A method for quantifying recurrent patterns of local wavefront direction during atrial fibrillation

Introduction: Spiral wave reentry is a potential mechanism of atrial fibrillation (AF), but is difficult to differentiate clinically from multiple wavelet breakup using standard bipolar recordings. We developed a new methodology using bipolar recordings to estimate the direction of local activation wavefronts during AF by calculating the electrogram conformation (Egm-C). We subsequently used recurrence quantification analysis (RQA) of Egm-C to differentiate regions of spiral wave reentry from wavelet breakup.
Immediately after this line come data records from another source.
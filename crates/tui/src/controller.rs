//! Board use cases.
//!
//! [`BoardController`] owns the repository, the rendered view, the drag
//! state machine, the cosmetic timers and the notifier, and wires them
//! together for create, delete and move.

use std::time::{Duration, Instant};

use chrono::Utc;
use devboard_config::UiConfig;
use devboard_protocol::{Task, TaskId, TaskStatus};
use devboard_store::{PersistentStore, TaskRepository};
use tracing::{debug, warn};

use crate::cosmetic::{CosmeticTimers, TimerAction};
use crate::drag::{DragController, DragEvent, DragOutcome};
use crate::notify::{NotificationKind, Notifier, Toasts};
use crate::view::{BoardView, CardMark};

/// Cosmetic delays used by the controller.
#[derive(Debug, Clone, Copy, PartialEq, Eq)]
pub struct Timings {
    /// How long a new card stays highlighted.
    pub highlight: Duration,
    /// How long a card shows as removing before it is deleted.
    pub remove_delay: Duration,
}

impl Default for Timings {
    fn default() -> Self {
        Self::from(&UiConfig::default())
    }
}

impl From<&UiConfig> for Timings {
    fn from(config: &UiConfig) -> Self {
        Self {
            highlight: config.highlight(),
            remove_delay: config.remove_delay(),
        }
    }
}

/// Coordinates board operations.
///
/// # Examples
///
/// ```
/// use std::time::Instant;
/// use devboard_store::{MemoryStore, TaskRepository};
/// use devboard_tui::controller::{BoardController, Timings};
/// use devboard_tui::notify::Toasts;
///
/// let mut repo = TaskRepository::new(MemoryStore::new(), "tasks");
/// repo.load();
/// let mut board = BoardController::new(repo, Toasts::default(), Timings::default());
///
/// let task = board.on_create_submit("Fix login bug", "", Instant::now());
/// assert!(task.is_some());
/// assert_eq!(board.view().counts().total(), 4);
/// ```
#[derive(Debug)]
pub struct BoardController<S, N = Toasts> {
    repo: TaskRepository<S>,
    view: BoardView,
    drag: DragController,
    timers: CosmeticTimers,
    notifier: N,
    timings: Timings,
}

impl<S: PersistentStore, N: Notifier> BoardController<S, N> {
    /// Creates a controller and renders the repository's current tasks.
    #[must_use]
    pub fn new(repo: TaskRepository<S>, notifier: N, timings: Timings) -> Self {
        let mut controller = Self {
            repo,
            view: BoardView::new(),
            drag: DragController::new(),
            timers: CosmeticTimers::new(),
            notifier,
            timings,
        };
        controller.refresh();
        controller
    }

    /// Re-renders every column and the counts from the repository.
    pub fn refresh(&mut self) {
        let snapshot = self.repo.snapshot();
        self.view.render(&snapshot, Utc::now());
        self.view.update_counts(&snapshot);
    }

    /// Creates a task from the new-task form.
    ///
    /// Returns the created task, or `None` if the title was empty or the
    /// repository refused it. The new card is inserted at the top of the
    /// todo column and highlighted until the highlight interval elapses.
    pub fn on_create_submit(
        &mut self,
        title: &str,
        description: &str,
        now: Instant,
    ) -> Option<Task> {
        let task = match self.repo.create(title, description) {
            Ok(task) => task,
            Err(e) if e.is_validation() => {
                self.notifier
                    .notify("Task title is required", NotificationKind::Error);
                return None;
            }
            Err(e) => {
                warn!(error = %e, "failed to create task");
                self.notifier
                    .notify("Failed to create task", NotificationKind::Error);
                return None;
            }
        };

        let id = task.id.clone();
        self.view.insert_card_top(task.clone(), Utc::now());
        self.view.set_mark(&id, CardMark::NewlyAdded, true);
        self.timers.schedule(
            now + self.timings.highlight,
            TimerAction::ClearMark {
                task_id: id,
                mark: CardMark::NewlyAdded,
            },
        );
        self.view.update_counts(&self.repo.snapshot());
        self.notifier
            .notify("Task created successfully", NotificationKind::Success);
        self.report_persist_failure();
        Some(task)
    }

    /// Starts deleting a task.
    ///
    /// The card is marked as removing and deleted once the removal delay
    /// elapses, or right away when the delay is zero or the card is not
    /// shown. Returns `false` if the delete failed immediately or one is
    /// already pending for this card.
    pub fn on_delete_request(&mut self, id: &TaskId, now: Instant) -> bool {
        if self.timers.is_deleting(id) {
            debug!(id = %id, "delete already pending");
            return false;
        }

        let shown = self.view.set_mark(id, CardMark::Removing, true);
        if !shown || self.timings.remove_delay.is_zero() {
            return self.finish_delete(id);
        }

        self.timers.schedule(
            now + self.timings.remove_delay,
            TimerAction::FinishDelete {
                task_id: id.clone(),
            },
        );
        true
    }

    /// Applies a drag gesture.
    pub fn drag(&mut self, event: DragEvent) -> DragOutcome {
        let outcome = self.drag.handle(
            event,
            &mut self.repo,
            &mut self.view,
            &mut self.notifier,
            Utc::now(),
        );
        if matches!(outcome, DragOutcome::Moved { .. }) {
            self.report_persist_failure();
        }
        outcome
    }

    /// Moves a task to another column, with the same effects as a drop.
    ///
    /// Returns `false` if the task does not exist.
    pub fn move_task(&mut self, id: &TaskId, status: TaskStatus) -> bool {
        if !self.repo.set_status(id, status) {
            return false;
        }
        self.refresh();
        self.notifier
            .notify("Task moved successfully", NotificationKind::Success);
        self.report_persist_failure();
        true
    }

    /// Runs due cosmetic timers and expires notifications.
    pub fn tick(&mut self, now: Instant) {
        for action in self.timers.take_due(now) {
            match action {
                TimerAction::ClearMark { task_id, mark } => {
                    self.view.set_mark(&task_id, mark, false);
                }
                TimerAction::FinishDelete { task_id } => {
                    self.finish_delete(&task_id);
                }
            }
        }
        self.notifier.tick(now);
    }

    /// Returns the rendered board.
    #[must_use]
    pub fn view(&self) -> &BoardView {
        &self.view
    }

    /// Returns the task repository.
    #[must_use]
    pub fn repository(&self) -> &TaskRepository<S> {
        &self.repo
    }

    /// Returns the notifier that receives user-facing messages.
    #[must_use]
    pub fn notifier(&self) -> &N {
        &self.notifier
    }

    /// Returns `true` while a card is being dragged.
    #[must_use]
    pub fn is_dragging(&self) -> bool {
        self.drag.is_dragging()
    }

    fn finish_delete(&mut self, id: &TaskId) -> bool {
        if !self.repo.remove(id) {
            self.view.set_mark(id, CardMark::Removing, false);
            self.notifier
                .notify("Failed to delete task", NotificationKind::Error);
            return false;
        }

        self.view.detach_card(id);
        self.view.update_counts(&self.repo.snapshot());
        self.notifier.notify("Task deleted", NotificationKind::Success);
        self.report_persist_failure();
        true
    }

    fn report_persist_failure(&mut self) {
        if self.repo.take_persist_failure().is_some() {
            self.notifier
                .notify("Failed to save tasks", NotificationKind::Error);
        }
    }
}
Methods: A 2D computer simulation was created with regions containing a stable spiral wave and also regions of wavebreak. A grid of 40 × 40 unipolar electrodes was superimposed. At each site, the actual wavefront direction (WD) was determined by comparing relative activation timings of the local intracellular recordings, and the estimated wavefront direction (Egm-C) was determined from the morphology of the local bipolar electrogram. RQA of Egm-C was compared to RQA of actual WD in order to differentiate AF mechanisms.

Results: RQA of actual WD and Egm-C both distinguished regions of spiral wave reentry from wavelet breakup with high correlation between the two methods (recurrence rate, r = 0.96; determinism, r = 0.61; line max, r = 0.95; entropy, r = 0.84; p < 0.001 for all). In areas of stable spiral wave reentry, the recurrence plots of both Egm-C and actual WD demonstrated stable, periodic dynamics, while regions of wavelet breakup demonstrated chaotic behavior largely devoid of repetitive activation patterns.

Conclusion: Calculation of Egm-C allows RQA to be performed on bipolar electrograms during AF and differentiates regions of spiral wave reentry from multiple wavelet breakup.